BIO Innovation Zone Company Snapshots: Targeson Inc.

Next month in San Diego at the BIO International Convention, BIO will be partnering with the National Institutes of Health (NIH) and the National Science foundation (NSF) to host the first-ever BIO Innovation Zone. The Zone will feature Small Business Innovation Research (SBIR) funded early-stage biotech companies.

The SBIR/STTR program provides U.S. federal funding to small businesses engaged in research with the potential for commercialization. Companies are rigorously vetted through the NIH and NSF SBIR review process prior to receiving the funding. The majority of participating companies in the Innovation Zone have received SBIR Phase II grants, which provide up to $1 million dollars in funding to engage in R&D that has the potential for commercialization.

Over the new few weeks, we will feature snapshots of a few of the companies who will participate in the Zone. Today, we interviewed Jack DeFranco, the president & CEO of San Diego, CA-based Targeson Inc., a small business supported by NIH’s SBIR program.

What is your company’s lead product or technology?

Targeson, Inc. is a leader in microsphere technology for use in life sciences research applications. We develop, manufacture and market acoustically active microspheres for university, medical research center, governmental, pharmaceutical, and biotechnology customers. We have leveraged our basic platform technology to develop products in three market segments, ultrasound molecular imaging, gene transfection and cell separation. Targeson provides several commercial products for use in the research market, including first-in-class ultrasound contrast imaging agents under the brand names Targestar® and Visistar®, and targetable transfection agents under the brand name Targesphere®.

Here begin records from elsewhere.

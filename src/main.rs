use std::process::ExitCode;

use clap::Parser;
use tracing_subscriber::EnvFilter;

use waterdash::{Dashboard, DatasetSource, source::DEFAULT_SOURCE};

#[derive(Parser)]
#[command(name = "waterdash")]
#[command(about = "Map, charts and table for water-infrastructure projects")]
struct Cli {
    /// Dataset location: http(s):// URL, file:// URL or local path
    #[arg(short, long, value_name = "SOURCE", default_value = DEFAULT_SOURCE)]
    source: String,

    /// Increase log verbosity (-v info, -vv debug, -vvv trace)
    #[arg(short, long, action = clap::ArgAction::Count)]
    verbose: u8,

    /// Print the table, aggregates and marker count instead of opening a window
    #[arg(long)]
    summary: bool,

    /// With --summary, emit JSON instead of text
    #[arg(long, requires = "summary")]
    json: bool,
}

fn main() -> ExitCode {
    let args = Cli::parse();

    let filter = match args.verbose {
        0 => EnvFilter::new("warn"),
        1 => EnvFilter::new("info"),
        2 => EnvFilter::new("debug"),
        _ => EnvFilter::new("trace"),
    };
    tracing_subscriber::fmt()
        .with_env_filter(filter)
        .with_target(false)
        .init();

    let source: DatasetSource = match args.source.parse() {
        Ok(source) => source,
        Err(e) => {
            tracing::error!("{e}");
            return ExitCode::from(2);
        }
    };

    let result = if args.summary || !cfg!(feature = "gui") {
        run_summary(&source, args.json)
    } else {
        run_gui(source)
    };

    match result {
        Ok(()) => ExitCode::SUCCESS,
        Err(e) => {
            tracing::error!("{e:#}");
            ExitCode::from(1)
        }
    }
}

#[cfg(feature = "gui")]
fn run_gui(source: DatasetSource) -> anyhow::Result<()> {
    waterdash::gui::run(source).map_err(|e| anyhow::anyhow!("GUI error: {}", e))
}

#[cfg(not(feature = "gui"))]
fn run_gui(_source: DatasetSource) -> anyhow::Result<()> {
    anyhow::bail!("built without the `gui` feature; use --summary")
}

fn run_summary(source: &DatasetSource, json: bool) -> anyhow::Result<()> {
    let runtime = tokio::runtime::Builder::new_current_thread()
        .enable_all()
        .build()?;
    let dashboard = runtime.block_on(Dashboard::bootstrap(source))?;

    if json {
        let summary = serde_json::json!({
            "rows": dashboard.rows(),
            "markers": dashboard.markers(),
            "charts": dashboard.charts(),
        });
        println!("{}", serde_json::to_string_pretty(&summary)?);
        return Ok(());
    }

    println!("\n=== Projects ({}) ===", dashboard.rows().len());
    for row in dashboard.rows() {
        println!(
            "  {} | {} | {} | {} | {} | {} | {} - {} | {}%",
            row.name,
            row.country,
            row.region,
            row.project_type,
            row.status,
            row.cost,
            row.start_date,
            row.end_date,
            row.progress_percent
        );
    }

    let aggregates = dashboard.aggregates();
    println!("\n=== Investment by Region ===");
    for (region, billions) in aggregates.by_region.iter() {
        println!("  {}: {}", region, waterdash::core::format_billions(*billions));
    }
    println!("\n=== Projects by Type ===");
    for (project_type, count) in aggregates.by_type.iter() {
        println!("  {}: {}", project_type, count);
    }
    println!("\n=== Projects by Status ===");
    for (status, count) in aggregates.by_status.iter() {
        println!("  {}: {}", status, count);
    }

    println!("\nMap markers: {}", dashboard.markers().len());
    Ok(())
}
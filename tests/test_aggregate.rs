mod common;

use common::*;
use waterdash::view::{ChartKind, Charts, Legend};

#[test]
fn test_region_totals_are_in_billions() {
    let projects = vec![
        make_project("A", "Asia", "Desalination", "Ongoing", 500.0),
        make_project("B", "Asia", "Desalination", "Ongoing", 1500.0),
    ];
    let aggregates = aggregate(&projects);
    assert_eq!(aggregates.by_region.get("Asia"), Some(2.0));
    assert_eq!(aggregates.by_region.len(), 1);
}

#[test]
fn test_counts_keep_first_occurrence_order() {
    let aggregates = aggregate(&sample_projects());

    assert_eq!(
        aggregates.by_status.labels(),
        vec!["Completed", "Planning", "Ongoing"]
    );
    assert_eq!(aggregates.by_status.values(), vec![2, 2, 3]);
    assert_eq!(aggregates.by_type.get("Water Storage"), Some(2));
    assert_eq!(aggregates.by_type.get("Smart Water Networks"), None);
}

#[test]
fn test_empty_dataset_yields_empty_aggregates() {
    let aggregates = aggregate(&[]);
    assert!(aggregates.by_region.is_empty());
    assert!(aggregates.by_type.is_empty());
    assert!(aggregates.by_status.is_empty());
}

#[test]
fn test_missing_cost_adds_nothing() {
    let mut project = make_project("No Cost", "Africa", "Water Storage", "Planning", 0.0);
    project.cost_million = None;
    let aggregates = aggregate(&[project]);
    assert_eq!(aggregates.by_region.get("Africa"), Some(0.0));
    assert_eq!(aggregates.by_type.get("Water Storage"), Some(1));
}

#[test]
fn test_charts_follow_aggregates() {
    let charts = Charts::from_aggregates(&aggregate(&three_projects()));

    assert_eq!(charts.investment.kind, ChartKind::Bar);
    assert_eq!(charts.investment.labels, vec!["Asia", "Europe"]);
    assert_eq!(charts.investment.values, vec![2.0, 0.12]);
    assert_eq!(charts.investment.value_label(2.0), "$2.0B");
    assert_eq!(charts.investment.colors[0].to_hex_string(), "#1FB8CD");
    assert_eq!(charts.investment.legend, Legend::Hidden);

    assert_eq!(charts.projects.kind, ChartKind::Pie);
    assert_eq!(charts.projects.colors[0].to_hex_string(), "#FF6B35");
    assert_eq!(charts.projects.legend, Legend::Right);

    assert_eq!(charts.status.kind, ChartKind::HorizontalBar);
    assert_eq!(charts.status.labels, vec!["Ongoing", "Completed"]);
    assert_eq!(charts.status.values, vec![2.0, 1.0]);
    assert!(charts.status.axis_ticks(4).iter().all(|(_, label)| label.ends_with('%')));
}

#[test]
fn test_unknown_type_uses_fallback_color() {
    let projects = vec![make_project("X", "Asia", "Cloud Seeding", "Ongoing", 1.0)];
    let charts = Charts::from_aggregates(&aggregate(&projects));
    assert_eq!(charts.projects.colors[0].to_hex_string(), "#1E90FF");
}

#[test]
fn test_region_palette_cycles() {
    let regions = ["A", "B", "C", "D", "E", "F", "G"];
    let projects: Vec<Project> = regions
        .iter()
        .map(|r| make_project(r, r, "Water Storage", "Ongoing", 10.0))
        .collect();
    let charts = Charts::from_aggregates(&aggregate(&projects));
    assert_eq!(charts.investment.colors.len(), 7);
    assert_eq!(charts.investment.colors[6], charts.investment.colors[0]);
}
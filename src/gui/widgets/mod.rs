mod chart;
mod map;

pub use chart::ChartCanvas;
pub use map::MapCanvas;

use iced::{
    Element, Theme, border,
    widget::{
        column, container,
        container::{Style, bordered_box},
        row, text,
    },
};

use crate::core::Color;

pub fn to_iced(color: Color) -> iced::Color {
    iced::Color::from_rgb8(color.r, color.g, color.b)
}

pub fn to_iced_alpha(color: Color, alpha: f32) -> iced::Color {
    iced::Color::from_rgba8(color.r, color.g, color.b, alpha)
}

/// Badge colors keyed by status class; unknown statuses are grey.
fn status_tone(status_class: &str) -> Color {
    let value = match status_class {
        "status-completed" | "status-complete" | "status-operational" => 0x21808D,
        "status-ongoing" | "status-active" | "status-construction" => 0x45B7D1,
        "status-planning" | "status-planned" | "status-proposed" => 0xE68161,
        "status-delayed" | "status-suspended" => 0xC0152F,
        _ => 0x626C71,
    };
    Color::from_u32(value)
}

pub fn status_badge<'a, Message: 'a>(
    status: &'a str,
    status_class: &'a str,
) -> Element<'a, Message> {
    let tone = status_tone(status_class);
    container(text(status).size(12))
        .padding([2, 8])
        .style(move |_theme: &Theme| Style {
            background: Some(to_iced_alpha(tone, 0.15).into()),
            text_color: Some(to_iced(tone)),
            border: border::rounded(10),
            ..Style::default()
        })
        .into()
}

/// Titled, bordered panel.
pub fn card<'a, Message: 'a>(
    title: &'a str,
    content: impl Into<Element<'a, Message>>,
) -> Element<'a, Message> {
    container(column![text(title).size(16), content.into()].spacing(10))
        .padding(12)
        .style(|theme: &Theme| bordered_box(theme).border(border::rounded(8).width(1)))
        .into()
}

pub fn layout<'a, Message>(
    sidebar: impl Into<Element<'a, Message>>,
    main_content: impl Into<Element<'a, Message>>,
) -> Element<'a, Message>
where
    Message: 'a,
{
    container(
        row![
            container(sidebar.into())
                .padding(12)
                .width(iced::Length::FillPortion(1))
                .height(iced::Length::Fill),
            container(main_content.into())
                .padding(12)
                .width(iced::Length::FillPortion(4)),
        ]
        .spacing(8),
    )
    .center_x(iced::Length::Fill)
    .center_y(iced::Length::Fill)
    .into()
}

The Targestar family of ultrasound contrast agents enable visualization of the vasculature and quantification of blood flow or enable the linking of targeting ligands to specific molecular markers on the endothelium. The Visistar family of molecular targeted contrast agents come with specific targeted ligands already attached.

The Targesphere family of transfection agents can be used for molecularly targeted in vitro and in vivo transfection. Plasmid, siRNA and other nucleic acid payloads can be coupled to the surface of the agent by simple incubation. Intracellular delivery of the payload is mediated by activation of acoustic energy. For the first time, Targesphere with streptavidin enables the targeting of specific cells for gene delivery.

How has the NIH SBIR program helped your company grow?

The NIH SBIR program has enabled us to develop the microsphere technology from research to commercialization in the medical research markets. It has also allowed us to explore and develop a new pipeline of products based on our core technology by both expanding existing applications and developing new products.

What are the upcoming milestones and long-term priorities for your company?

Our target milestone for 2014 is to complete one product development and marketing agreement with one of several potential strategic partners in cell transfection or cell separation. Longer term we intend to establish additional partnerships/collaborations to expand our technology.

What do you hope to gain out of your participation at the 2014 BIO International Convention?

We hope to meet future customers, partners and licensees of our technology and products. We also hope to make more researchers in pharmaceutical companies, universities and research institutions aware of all of our existing products lines. To accomplish these goals at the BIO Convention, we will be exhibiting in the NIH Innovation Zone, making a company presentation, and participating in the one-on-one partnering activities.

Tell us something about your company that investors might not know.

Targeson has made great strides leveraging our core technology of microspheres and molecular targeting into 3 research market segments. Further, we have engineered our microsphere technology to be compatible in humans so that a strategic partner would be able to develop our products for clinical diagnostic applications.